La disgrafia, ultima disgrazia degli alunni italiani

Pare di vederli seduti in classe, intenti a seguire la maestra mentre detta parole e lettere nuove in sequenza. La penna si inceppa sul foglio, le mani dalle dita non trovano la posizione giusta e faticano persino a tenere la biro ben salda. Si spazientiscono, rimangono indietro rispetto ai compagni e con il broncio gettano per terra la penna. Il quaderno è una cartina di parole scarabocchiate appena e i segni indecifrabili.

Questi sono i sintomi della disgrafia, un disturbo che secondo la legge 170/2010 fa parte dei Disturbi Specifici dell’Apprendimento tanto quanto la più nota dislessia.

Non si tratta di una patologia, ma, più in generale di una difficoltà che presentano i bambini nei primi due anni di scuola primaria ad impugnare in modo corretto la penna e quindi di conseguenza a scrivere in maniera leggibile. Negli ultimi tre anni gli alunni affetti dalla disgrafia sono aumentati precipitosamente.

I NUMERI. Secondo i dati raccolti dal MIUR, infatti, si parla di un incremento del 90,3% dal 2014 allo scorso anno scolastico. Tanto che oggi sono quasi sessantamila (57259 per esattezza) i ragazzini che in età scolare presentano difficoltà nella scrittura.  Secondo quanto rilevato dall’Associazione Italiana Disgrafie, il 44% dei bambini che frequentano la scuola materna presentano accenni di questo disturbo, e,  il 77% di questi le ha anche durante le elementari.

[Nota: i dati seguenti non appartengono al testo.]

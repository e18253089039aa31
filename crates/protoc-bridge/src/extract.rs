/// Staging of .proto files shipped inside dependency archives
///
/// protoc cannot read inside archives, so every .proto entry of a dependency
/// archive is copied out to the staging directory. Each archive gets its own
/// subdirectory, derived from the archive path, so two archives shipping the
/// same relative file never overwrite each other. Plain directories are
/// referenced in place.

use std::collections::BTreeSet;
use std::fs::{self, File};
use std::io;
use std::path::{Path, PathBuf};

use zip::ZipArchive;
use zip::result::ZipError;

use crate::cleanup;
use crate::error::{BuildError, Result};
use crate::locate::PROTO_FILE_SUFFIX;
use crate::paths::PathSanitizer;

/// Extracts dependency protos into a staging directory
#[derive(Debug, Clone, Default)]
pub struct ArchiveExtractor {
    sanitizer: PathSanitizer,
}

impl ArchiveExtractor {
    pub fn new(sanitizer: PathSanitizer) -> Self {
        Self { sanitizer }
    }

    /// Stage the protos of every artifact and return the directories protoc
    /// should search.
    ///
    /// The staging directory is emptied first. Artifacts are processed in
    /// the order given and the first unreadable archive aborts the run.
    pub fn extract<I>(&self, staging_dir: &Path, artifacts: I) -> Result<BTreeSet<PathBuf>>
    where
        I: IntoIterator,
        I::Item: AsRef<Path>,
    {
        clean_directory(staging_dir)?;

        let mut proto_dirs = BTreeSet::new();
        for artifact in artifacts {
            let artifact = artifact.as_ref();
            if artifact.is_file() {
                self.extract_archive(staging_dir, artifact, &mut proto_dirs)?;
            } else if artifact.is_dir() {
                if contains_proto_files(artifact)? {
                    tracing::debug!("Using {} in place", artifact.display());
                    proto_dirs.insert(artifact.to_path_buf());
                }
            } else {
                tracing::debug!("Skipping {}: no file payload", artifact.display());
            }
        }

        cleanup::schedule_removal(staging_dir);
        Ok(proto_dirs)
    }

    fn extract_archive(
        &self,
        staging_dir: &Path,
        archive_path: &Path,
        proto_dirs: &mut BTreeSet<PathBuf>,
    ) -> Result<()> {
        let not_readable = || BuildError::invalid_input(archive_path, "was not a readable artifact");

        let file = File::open(archive_path).map_err(|_| not_readable())?;
        let mut archive = ZipArchive::new(file).map_err(|_| not_readable())?;
        // canonical, so `a.jar`, `./a.jar` and `/abs/a.jar` share one staging dir
        let canonical = archive_path.canonicalize().map_err(|_| not_readable())?;
        let archive_dir = staging_dir.join(self.sanitizer.sanitize(&canonical));

        for index in 0..archive.len() {
            let mut entry = archive.by_index(index).map_err(|e| match e {
                ZipError::Io(io) => {
                    BuildError::io(format!("reading {}", archive_path.display()), io)
                }
                other => BuildError::invalid_input(archive_path, other.to_string()),
            })?;
            if entry.is_dir() || !entry.name().ends_with(PROTO_FILE_SUFFIX) {
                continue;
            }
            let Some(relative) = entry.enclosed_name() else {
                tracing::warn!(
                    "Skipping entry '{}' of {}: unsafe path",
                    entry.name(),
                    archive_path.display()
                );
                continue;
            };

            let destination = archive_dir.join(relative);
            let Some(parent) = destination.parent().map(Path::to_path_buf) else {
                continue;
            };
            fs::create_dir_all(&parent)
                .map_err(|e| BuildError::io(format!("creating {}", parent.display()), e))?;
            let mut out = File::create(&destination)
                .map_err(|e| BuildError::io(format!("creating {}", destination.display()), e))?;
            io::copy(&mut entry, &mut out).map_err(|e| {
                BuildError::io(
                    format!("extracting {} from {}", entry.name(), archive_path.display()),
                    e,
                )
            })?;

            tracing::debug!("Staged {}", destination.display());
            proto_dirs.insert(parent);
        }

        Ok(())
    }
}

/// Remove every entry of `dir`, keeping the directory itself.
fn clean_directory(dir: &Path) -> Result<()> {
    if !dir.exists() {
        return Ok(());
    }
    if !dir.is_dir() {
        return Err(BuildError::invalid_input(dir, "is a file, not a directory"));
    }
    let context = || format!("cleaning {}", dir.display());
    for entry in fs::read_dir(dir).map_err(|e| BuildError::io(context(), e))? {
        let entry = entry.map_err(|e| BuildError::io(context(), e))?;
        let path = entry.path();
        let removed = if entry.file_type().map(|t| t.is_dir()).unwrap_or(false) {
            fs::remove_dir_all(&path)
        } else {
            fs::remove_file(&path)
        };
        removed.map_err(|e| BuildError::io(context(), e))?;
    }
    Ok(())
}

fn contains_proto_files(dir: &Path) -> Result<bool> {
    let entries =
        fs::read_dir(dir).map_err(|e| BuildError::io(format!("listing {}", dir.display()), e))?;
    for entry in entries {
        let entry = entry.map_err(|e| BuildError::io(format!("listing {}", dir.display()), e))?;
        if entry.file_name().to_string_lossy().ends_with(PROTO_FILE_SUFFIX) {
            return Ok(true);
        }
    }
    Ok(false)
}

La spiegazione non è una sola, le cause sono diverse, ma, il motivo preponderante è che ai bambini non si insegna più a utilizzare la motricità fine. Le bimbe non giocano più a infilare le perline colorate in un filo sottile per comporre collane e bracciali. I maschietti hanno messo da parte le vecchie costruzioni che li obbligavano a impugnare tra le dita quei pezzi così piccoli e incastrarli tra di loro. I bambini di oggi sono più avvezzi agli strumenti elettronici, ai videogiochi o cellulari che ad altro. E dunque in seconda elementare gli alunni che non hanno ancora imparato a impugnare la penna come si deve sono sempre di più in tutta Italia.

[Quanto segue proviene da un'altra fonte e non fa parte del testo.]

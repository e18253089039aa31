/// Path normalization for staging dependency archives
///
/// Archive paths are rebased against the local artifact repository so that
/// each archive gets its own directory under the staging area.

use std::path::{Path, MAIN_SEPARATOR};

/// Rebases archive paths relative to a known root directory.
#[derive(Debug, Clone, Default)]
pub struct PathSanitizer {
    base: Option<String>,
}

impl PathSanitizer {
    /// Create a sanitizer rooted at `base` (usually the local artifact cache).
    ///
    /// The base is canonicalized when it exists so it lines up with the
    /// canonical archive paths handed to [`PathSanitizer::sanitize`].
    pub fn new(base: impl AsRef<Path>) -> Self {
        let base = base.as_ref();
        let base = base.canonicalize().unwrap_or_else(|_| base.to_path_buf());
        Self {
            base: Some(base.to_string_lossy().into_owned()),
        }
    }

    /// A sanitizer with no known root: only separators and drive prefixes are handled
    pub fn without_base() -> Self {
        Self { base: None }
    }

    pub fn sanitize(&self, path: impl AsRef<Path>) -> String {
        let path = path.as_ref().to_string_lossy();
        truncate_path(&path, self.base.as_deref())
    }
}

fn normalize_separators(path: &str) -> String {
    let path = path.replace('\\', "/");
    let path = if MAIN_SEPARATOR == '/' {
        path
    } else {
        path.replace(MAIN_SEPARATOR, "/")
    };
    // verbatim prefix produced by canonicalize on Windows
    match path.strip_prefix("//?/") {
        Some(rest) => rest.to_string(),
        None => path,
    }
}

/// Truncate `path` so it is relative to `base`, or to the root of its drive.
///
/// The base gets a trailing `/` before the search so `/repo` never matches
/// `/repository/...`. The match is a plain substring search, not anchored at
/// the start of `path`. `.` and `..` segments are dropped from the result so
/// it never climbs out of the directory it is joined onto.
pub fn truncate_path(path: &str, base: Option<&str>) -> String {
    let mut path = normalize_separators(path);

    if let Some(base) = base {
        let mut base = normalize_separators(base);
        if !base.ends_with('/') {
            base.push('/');
        }
        if let Some(index) = path.find(&base) {
            path = path[index + base.len()..].to_string();
        }
    }

    let bytes = path.as_bytes();
    if bytes.len() >= 3 && bytes[0].is_ascii_alphabetic() && bytes[1] == b':' && bytes[2] == b'/' {
        path = path[3..].to_string();
    }

    path.split('/')
        .filter(|segment| !matches!(*segment, "" | "." | ".."))
        .collect::<Vec<_>>()
        .join("/")
}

LA DIAGNOSI. Proprio al secondo anno di scuola primaria viene effettuata la diagnosi dal distretto sanitario. Preso atto del disturbo del minore, l’Asl competente non può far altro che segnalarlo alla scuola e stabilire delle strategie compensative o dispensative. In soldoni significa che il bambino verrà aiutato o attraverso delle scorciatoie, come ad esempio l’abbandono del corsivo per utilizzare solo il più semplice stampatello, o in alternativa come misura estrema consentendogli di scrivere con il computer, ma, secondo l’Associazione Italiana Disgrafie, tutto questo non aiuta i bambini a migliorare, perchè sarebbe necessario, invece, prevenire, già durante la scuola dell’infanzia. Rieducare quando il difetto è già in stato avanzato è molto più complicato e l’alunno rischia di portarsi le lacune per anni.

I disgrafici rimangono spesso indietro rispetto ai compagni. Non riescono a trascrivere le lettere, coprono il foglio col braccio, faticano persino a leggere i compiti sul diario. I problemi se li trascinano fino alle superiori, tanto che sono 20mila circa gli alunni con difficoltà nella scrittura nei licei e istituti tecnici.

L’A.I.D.  denuncia la mancanza di un albo di rieducatori, di esperti grafologi, così i genitori non sanno a chi rivolgersi.